# WHAT YOU HAVE TO DO
Within the entries below, the lines from the one with "pub struct TaskConfig" through the one with "to read config" are to be set down exactly, both ends kept.

....

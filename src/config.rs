use anyhow::{Context, Result};
use serde::{Deserialize, Serialize};
use std::collections::{BTreeMap, HashSet};
use std::fs;
use std::path::{Path, PathBuf};

use crate::outputs::fingerprint::default_fold_case;
use crate::outputs::{Fingerprinter, HashMethod, TaskOutputsBuilder};
use crate::storage::default_cache_dir;

/// Complete taskout configuration (loaded from `taskout.toml`)
#[derive(Debug, Clone, Serialize, Deserialize, Default)]
pub struct TaskoutConfig {
    #[serde(default)]
    pub history: HistoryConfig,

    #[serde(default)]
    pub cache: CacheConfig,

    #[serde(default)]
    pub fingerprint: FingerprintConfig,

    /// Task definitions keyed by task identity
    #[serde(default)]
    pub tasks: BTreeMap<String, TaskConfig>,

    /// Directory relative paths resolve against: the project config's
    /// directory, or the current directory when unset
    #[serde(skip)]
    pub root: Option<PathBuf>,
}

/// Execution history storage
#[derive(Debug, Clone, Serialize, Deserialize)]
pub struct HistoryConfig {
    /// Directory holding one record per task
    #[serde(default = "default_history_dir")]
    pub dir: String,
}

impl Default for HistoryConfig {
    fn default() -> Self {
        Self {
            dir: default_history_dir(),
        }
    }
}

/// Local build cache
#[derive(Debug, Clone, Serialize, Deserialize)]
pub struct CacheConfig {
    /// Cache directory path, the platform cache directory when unset
    #[serde(default)]
    pub dir: Option<String>,

    /// Global switch; when false no task reads or writes the cache
    #[serde(default = "default_true")]
    pub enabled: bool,
}

impl Default for CacheConfig {
    fn default() -> Self {
        Self {
            dir: None,
            enabled: true,
        }
    }
}

#[derive(Debug, Clone, Serialize, Deserialize, Default)]
pub struct FingerprintConfig {
    #[serde(default)]
    pub method: HashMethod,

    /// Compare paths case-insensitively. Defaults to the platform convention.
    #[serde(default)]
    pub fold_case: Option<bool>,

    /// Hashing threads, 0 for one per core. Uses the global pool when unset.
    #[serde(default)]
    pub threads: Option<usize>,
}

/// A task declared in the config file
#[derive(Debug, Clone, Serialize, Deserialize, Default)]
pub struct TaskConfig {
    /// Opt into the build cache
    #[serde(default)]
    pub cacheable: bool,

    #[serde(default)]
    pub outputs: Vec<OutputConfig>,
}

#[derive(Debug, Clone, Serialize, Deserialize)]
pub struct OutputConfig {
    pub name: String,
    pub paths: Vec<String>,
    #[serde(default = "default_true")]
    pub cacheable: bool,
}

fn default_history_dir() -> String {
    ".taskout/history".to_string()
}

fn default_true() -> bool {
    true
}

impl TaskoutConfig {
    /// Load configuration from TOML file
    pub fn from_file<P: AsRef<Path>>(path: P) -> Result<Self> {
        let path = path.as_ref();
        let content = fs::read_to_string(path)
            .with_context(|| format!("Failed to read config file: {}", path.display()))?;
        let mut config: TaskoutConfig = toml::from_str(&content)
            .with_context(|| format!("Failed to parse config file: {}", path.display()))?;
        config.root = path.parent().map(Path::to_path_buf);
        Ok(config)
    }

    /// Generate example configuration as TOML string
    pub fn example() -> Result<String> {
        let mut tasks = BTreeMap::new();
        tasks.insert(
            ":compileJava".to_string(),
            TaskConfig {
                cacheable: true,
                outputs: vec![OutputConfig {
                    name: "classes".to_string(),
                    paths: vec!["build/classes".to_string()],
                    cacheable: true,
                }],
            },
        );
        tasks.insert(
            ":test".to_string(),
            TaskConfig {
                cacheable: true,
                outputs: vec![
                    OutputConfig {
                        name: "results".to_string(),
                        paths: vec!["build/test-results".to_string()],
                        cacheable: true,
                    },
                    OutputConfig {
                        name: "report".to_string(),
                        paths: vec!["build/reports/tests".to_string()],
                        cacheable: false,
                    },
                ],
            },
        );

        let config = TaskoutConfig {
            cache: CacheConfig {
                dir: Some(".taskout/cache".to_string()),
                enabled: true,
            },
            fingerprint: FingerprintConfig {
                threads: Some(0),
                ..Default::default()
            },
            tasks,
            ..Default::default()
        };
        toml::to_string_pretty(&config).context("Failed to render example configuration")
    }

    /// Validate configuration
    pub fn validate(&self) -> Result<()> {
        if self.history.dir.is_empty() {
            anyhow::bail!("history.dir must not be empty");
        }

        if matches!(self.cache.dir.as_deref(), Some("")) {
            anyhow::bail!("cache.dir must not be empty when set");
        }

        for (identity, task) in &self.tasks {
            if identity.is_empty() {
                anyhow::bail!("task identities must not be empty");
            }

            let mut seen = HashSet::new();
            for output in &task.outputs {
                if output.name.is_empty() {
                    anyhow::bail!("tasks.{identity}: output names must not be empty");
                }
                if !seen.insert(output.name.as_str()) {
                    anyhow::bail!(
                        "tasks.{identity}: output '{}' is declared more than once",
                        output.name
                    );
                }
                if output.paths.is_empty() {
                    anyhow::bail!(
                        "tasks.{identity}: output '{}' must list at least one path",
                        output.name
                    );
                }
            }
        }

        Ok(())
    }

    /// Directory relative paths in this config are resolved against.
    pub fn project_root(&self) -> Result<PathBuf> {
        match &self.root {
            Some(root) if !root.as_os_str().is_empty() => Ok(root.clone()),
            _ => std::env::current_dir().context("Failed to get current directory"),
        }
    }

    pub fn history_dir(&self) -> Result<PathBuf> {
        Ok(self.project_root()?.join(&self.history.dir))
    }

    pub fn cache_dir(&self) -> Result<PathBuf> {
        Ok(match &self.cache.dir {
            Some(dir) => self.project_root()?.join(dir),
            None => default_cache_dir(),
        })
    }

    /// Builds a fingerprinter rooted at `base_dir` from the `[fingerprint]` section.
    pub fn fingerprinter(&self, base_dir: &Path) -> Result<Fingerprinter> {
        let mut fingerprinter = Fingerprinter::new(base_dir)
            .with_method(self.fingerprint.method)
            .with_fold_case(self.fingerprint.fold_case.unwrap_or_else(default_fold_case));
        if let Some(threads) = self.fingerprint.threads {
            fingerprinter = fingerprinter
                .with_threads(threads)
                .context("Failed to create hashing thread pool")?;
        }
        Ok(fingerprinter)
    }

    /// Adds the outputs configured for `identity` to a task builder.
    ///
    /// Returns false when the config does not define the task.
    pub fn apply_task(&self, identity: &str, builder: &mut TaskOutputsBuilder) -> Result<bool> {
        let Some(task) = self.tasks.get(identity) else {
            return Ok(false);
        };

        for output in &task.outputs {
            builder
                .declare(&output.name, &output.paths, output.cacheable)
                .with_context(|| format!("Invalid outputs for task {identity}"))?;
        }
        builder.cacheable(task.cacheable);
        Ok(true)
    }
}

#[cfg(test)]
mod tests {
    use super::*;
    use crate::outputs::{HistoryStore, TaskOutputs};
    use std::sync::Arc;
    use tempfile::TempDir;

    #[test]
    fn test_defaults() {
        let config: TaskoutConfig = toml::from_str("").unwrap();
        assert_eq!(config.history.dir, ".taskout/history");
        assert!(config.cache.enabled);
        assert!(config.cache.dir.is_none());
        assert_eq!(config.fingerprint.method, HashMethod::Content);
        assert!(config.tasks.is_empty());
        config.validate().unwrap();
    }

    #[test]
    fn test_parse_tasks() {
        let config: TaskoutConfig = toml::from_str(
            r#"
[fingerprint]
method = "mtime"
fold_case = false

[tasks.":compileJava"]
cacheable = true
outputs = [
  { name = "classes", paths = ["build/classes"] },
  { name = "report", paths = ["build/report.html"], cacheable = false },
]
"#,
        )
        .unwrap();

        assert_eq!(config.fingerprint.method, HashMethod::Mtime);
        assert_eq!(config.fingerprint.fold_case, Some(false));

        let task = &config.tasks[":compileJava"];
        assert!(task.cacheable);
        assert_eq!(task.outputs.len(), 2);
        assert!(task.outputs[0].cacheable);
        assert!(!task.outputs[1].cacheable);
        config.validate().unwrap();
    }

    #[test]
    fn test_example_is_valid() {
        let example = TaskoutConfig::example().unwrap();
        let config: TaskoutConfig = toml::from_str(&example).unwrap();
        config.validate().unwrap();
        assert_eq!(config.tasks.len(), 2);
    }

    #[test]
    fn test_validate_rejects_duplicate_outputs() {
        let config: TaskoutConfig = toml::from_str(
            r#"
[tasks.build]
outputs = [
  { name = "dist", paths = ["dist"] },
  { name = "dist", paths = ["out"] },
]
"#,
        )
        .unwrap();
        let err = config.validate().unwrap_err();
        assert!(err.to_string().contains("declared more than once"));
    }

    #[test]
    fn test_validate_rejects_empty_paths() {
        let config: TaskoutConfig = toml::from_str(
            r#"
[tasks.build]
outputs = [{ name = "dist", paths = [] }]
"#,
        )
        .unwrap();
        assert!(config.validate().is_err());
    }

    #[test]
    fn test_validate_rejects_empty_dirs() {
        let mut config = TaskoutConfig::default();
        config.history.dir.clear();
        assert!(config.validate().is_err());

        let mut config = TaskoutConfig::default();
        config.cache.dir = Some(String::new());
        assert!(config.validate().is_err());
    }

    #[test]
    fn test_from_file_sets_root() {
        let temp = TempDir::new().unwrap();
        let path = temp.path().join("taskout.toml");
        fs::write(&path, "[history]\ndir = \"state/history\"\n").unwrap();

        let config = TaskoutConfig::from_file(&path).unwrap();
        assert_eq!(config.project_root().unwrap(), temp.path());
        assert_eq!(
            config.history_dir().unwrap(),
            temp.path().join("state/history")
        );
    }

    #[test]
    fn test_from_file_reports_parse_errors() {
        let temp = TempDir::new().unwrap();
        let path = temp.path().join("taskout.toml");
        fs::write(&path, "[history\n").unwrap();

        let err = TaskoutConfig::from_file(&path).unwrap_err();
        assert!(err.to_string().contains("Failed to parse config file"));
    }

    #[test]
    fn test_apply_task() {
        let config: TaskoutConfig = toml::from_str(
            r#"
[tasks.build]
cacheable = true
outputs = [{ name = "dist", paths = ["dist", "dist-extra"] }]
"#,
        )
        .unwrap();

        let mut builder = TaskOutputs::builder("build", "/work");
        assert!(config.apply_task("build", &mut builder).unwrap());
        let outputs = builder.build(Arc::new(HistoryStore::in_memory()));

        assert_eq!(outputs.property_output("dist").unwrap().locations.len(), 2);
        assert!(outputs.cache_decision().allowed);

        let mut other = TaskOutputs::builder("lint", "/work");
        assert!(!config.apply_task("lint", &mut other).unwrap());
    }
}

....

# RESPONSE BOX
pub struct TaskConfig {
    /// Opt into the build cache
    #[serde(default)]
    pub cacheable: bool,

    #[serde(default)]
    pub outputs: Vec<OutputConfig>,
}

#[derive(Debug, Clone, Serialize, Deserialize)]
pub struct OutputConfig {
    pub name: String,
    pub paths: Vec<String>,
    #[serde(default = "default_true")]
    pub cacheable: bool,
}

fn default_history_dir() -> String {
    ".taskout/history".to_string()
}

fn default_true() -> bool {
    true
}

impl TaskoutConfig {
    /// Load configuration from TOML file
    pub fn from_file<P: AsRef<Path>>(path: P) -> Result<Self> {
        let path = path.as_ref();
        let content = fs::read_to_string(path)
            .with_context(|| format!("Failed to read config file: {}", path.display()))?;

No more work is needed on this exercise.